# PSA: Soft-bricking 'Pokémon: Let's Go, Pikachu!' NSP out in the wild



## smileyhead (Nov 14, 2018)

If you find an NSP of _Pokémon: Let's Go, Pikachu!_, *do not* install it! There is a fake pirate version of the game out in the wild that contains not the game, but a bricking code that will soft-brick your Nintendo Switch. Always have a recent NAND backup!
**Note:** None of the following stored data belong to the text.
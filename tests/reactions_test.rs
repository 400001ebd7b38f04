/// Integration tests for the reaction ledger
///
/// These exercise the real state machine against PostgreSQL and are ignored
/// by default; run them with `cargo test -- --ignored` and a DATABASE_URL.
mod common;

use common::fixtures;
use feed_service::db::interaction_repo;
use feed_service::error::AppError;
use feed_service::models::Reaction;
use feed_service::services::ReactionService;
use uuid::Uuid;

#[tokio::test]
#[ignore = "requires PostgreSQL (set DATABASE_URL)"]
async fn first_like_succeeds_second_conflicts() {
    let pool = fixtures::create_test_pool().await;
    fixtures::cleanup_test_data(&pool).await;

    let user = fixtures::create_test_user(&pool, "liker@example.com").await;
    let post = fixtures::create_test_post(&pool, user.id, "hello").await;

    let reactions = ReactionService::new(pool.clone());

    reactions.like(user.id, post.id).await.expect("first like");
    assert_eq!(fixtures::counters(&pool, post.id).await, (1, 0));

    let err = reactions
        .like(user.id, post.id)
        .await
        .expect_err("second like should fail");
    assert!(matches!(err, AppError::Conflict(_)));

    // Counter unchanged by the rejected repeat
    assert_eq!(fixtures::counters(&pool, post.id).await, (1, 0));

    fixtures::cleanup_test_data(&pool).await;
}

#[tokio::test]
#[ignore = "requires PostgreSQL (set DATABASE_URL)"]
async fn dislike_to_like_swaps_counters_and_keeps_one_row() {
    let pool = fixtures::create_test_pool().await;
    fixtures::cleanup_test_data(&pool).await;

    let user = fixtures::create_test_user(&pool, "swapper@example.com").await;
    let post = fixtures::create_test_post(&pool, user.id, "hello").await;

    let reactions = ReactionService::new(pool.clone());

    reactions.dislike(user.id, post.id).await.expect("dislike");
    assert_eq!(fixtures::counters(&pool, post.id).await, (0, 1));

    reactions.like(user.id, post.id).await.expect("like");
    assert_eq!(fixtures::counters(&pool, post.id).await, (1, 0));

    let row = interaction_repo::find_by_pair(&pool, user.id, post.id)
        .await
        .expect("pair lookup")
        .expect("exactly one interaction row remains");
    assert_eq!(row.reaction, Reaction::Like);

    fixtures::cleanup_test_data(&pool).await;
}

#[tokio::test]
#[ignore = "requires PostgreSQL (set DATABASE_URL)"]
async fn unlike_without_prior_like_keeps_row_and_floors_counter() {
    let pool = fixtures::create_test_pool().await;
    fixtures::cleanup_test_data(&pool).await;

    let user = fixtures::create_test_user(&pool, "floor@example.com").await;
    let post = fixtures::create_test_post(&pool, user.id, "hello").await;

    let reactions = ReactionService::new(pool.clone());

    // No prior interaction: the operation succeeds, creates no row, and the
    // floored decrement leaves the counter at zero.
    reactions.unlike(user.id, post.id).await.expect("unlike");
    assert_eq!(fixtures::counters(&pool, post.id).await, (0, 0));
    assert!(interaction_repo::find_by_pair(&pool, user.id, post.id)
        .await
        .expect("pair lookup")
        .is_none());

    // With an existing Dislike row, unlike leaves the row untouched.
    reactions.dislike(user.id, post.id).await.expect("dislike");
    reactions.unlike(user.id, post.id).await.expect("unlike again");

    let row = interaction_repo::find_by_pair(&pool, user.id, post.id)
        .await
        .expect("pair lookup")
        .expect("dislike row should survive");
    assert_eq!(row.reaction, Reaction::Dislike);
    assert_eq!(fixtures::counters(&pool, post.id).await, (0, 1));

    fixtures::cleanup_test_data(&pool).await;
}

#[tokio::test]
#[ignore = "requires PostgreSQL (set DATABASE_URL)"]
async fn unlike_after_like_removes_the_row() {
    let pool = fixtures::create_test_pool().await;
    fixtures::cleanup_test_data(&pool).await;

    let user = fixtures::create_test_user(&pool, "undo@example.com").await;
    let post = fixtures::create_test_post(&pool, user.id, "hello").await;

    let reactions = ReactionService::new(pool.clone());

    reactions.like(user.id, post.id).await.expect("like");
    reactions.unlike(user.id, post.id).await.expect("unlike");

    assert_eq!(fixtures::counters(&pool, post.id).await, (0, 0));
    assert!(interaction_repo::find_by_pair(&pool, user.id, post.id)
        .await
        .expect("pair lookup")
        .is_none());

    fixtures::cleanup_test_data(&pool).await;
}

#[tokio::test]
#[ignore = "requires PostgreSQL (set DATABASE_URL)"]
async fn counters_track_ledger_across_users() {
    let pool = fixtures::create_test_pool().await;
    fixtures::cleanup_test_data(&pool).await;

    let author = fixtures::create_test_user(&pool, "author@example.com").await;
    let alice = fixtures::create_test_user(&pool, "alice@example.com").await;
    let bob = fixtures::create_test_user(&pool, "bob@example.com").await;
    let post = fixtures::create_test_post(&pool, author.id, "popular").await;

    let reactions = ReactionService::new(pool.clone());

    reactions.like(alice.id, post.id).await.expect("alice likes");
    reactions.like(bob.id, post.id).await.expect("bob likes");
    reactions.dislike(alice.id, post.id).await.expect("alice flips to dislike");
    reactions.undislike(alice.id, post.id).await.expect("alice clears");

    let likes = interaction_repo::count_by_post_and_reaction(&pool, post.id, Reaction::Like)
        .await
        .expect("like count");
    let dislikes = interaction_repo::count_by_post_and_reaction(&pool, post.id, Reaction::Dislike)
        .await
        .expect("dislike count");

    let (likes_count, unlikes_count) = fixtures::counters(&pool, post.id).await;
    assert_eq!(likes_count as i64, likes);
    assert_eq!(unlikes_count as i64, dislikes);
    assert_eq!((likes_count, unlikes_count), (1, 0));

    fixtures::cleanup_test_data(&pool).await;
}

#[tokio::test]
#[ignore = "requires PostgreSQL (set DATABASE_URL)"]
async fn reactions_on_unknown_user_or_post_are_not_found() {
    let pool = fixtures::create_test_pool().await;
    fixtures::cleanup_test_data(&pool).await;

    let user = fixtures::create_test_user(&pool, "ghosts@example.com").await;
    let post = fixtures::create_test_post(&pool, user.id, "hello").await;

    let reactions = ReactionService::new(pool.clone());

    let err = reactions
        .like(user.id, Uuid::new_v4())
        .await
        .expect_err("unknown post");
    assert!(matches!(err, AppError::NotFound(_)));

    let err = reactions
        .like(Uuid::new_v4(), post.id)
        .await
        .expect_err("unknown user");
    assert!(matches!(err, AppError::NotFound(_)));

    assert_eq!(fixtures::counters(&pool, post.id).await, (0, 0));

    fixtures::cleanup_test_data(&pool).await;
}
In this case, if the malware causes damage to your Switch, you can only recover by restoring a backup!
Installing _Pokémon: Let's Go, Eevee!_ should be safe, but be careful.
Stay safe, friends.

 Source • SwitchHacks Reddit


----------



## olixus (Nov 15, 2018)

can you get a brick with a xci i downloaded the file from -snip- a trusted website for nsp's and xci's etc.
it is taking a long time to download due to a 5gb game and my wifi is crap


----------



## smileyhead (Nov 15, 2018)

XxBLUExX said:


> can you get a brick with a xci i downloaded the file from *snip* a trusted website for nsp's and xci's etc.
> it is taking a long time to download due to a 5gb game and my wifi is crap


Please edit the site name out of your post, you can't mention piracy sites by name on this forum.


----------



## DaFixer (Nov 17, 2018)

Great...
This is like r0mloader.nds (aka Trojan.DSBrickA) for the NDS from Darkfader al over again...


----------



## WiikeyHacker (Nov 22, 2018)

simple answer dont hack your switch and buy the damn game!


----------



## deSSy2724 (Nov 22, 2018)

What is the hash for this fake NSP?


----------



## DarthDub (Nov 22, 2018)

Buy the game, it's actually pretty good. I was initially against the game, but then I preordered it the day before it came out and have no regrets here.


----------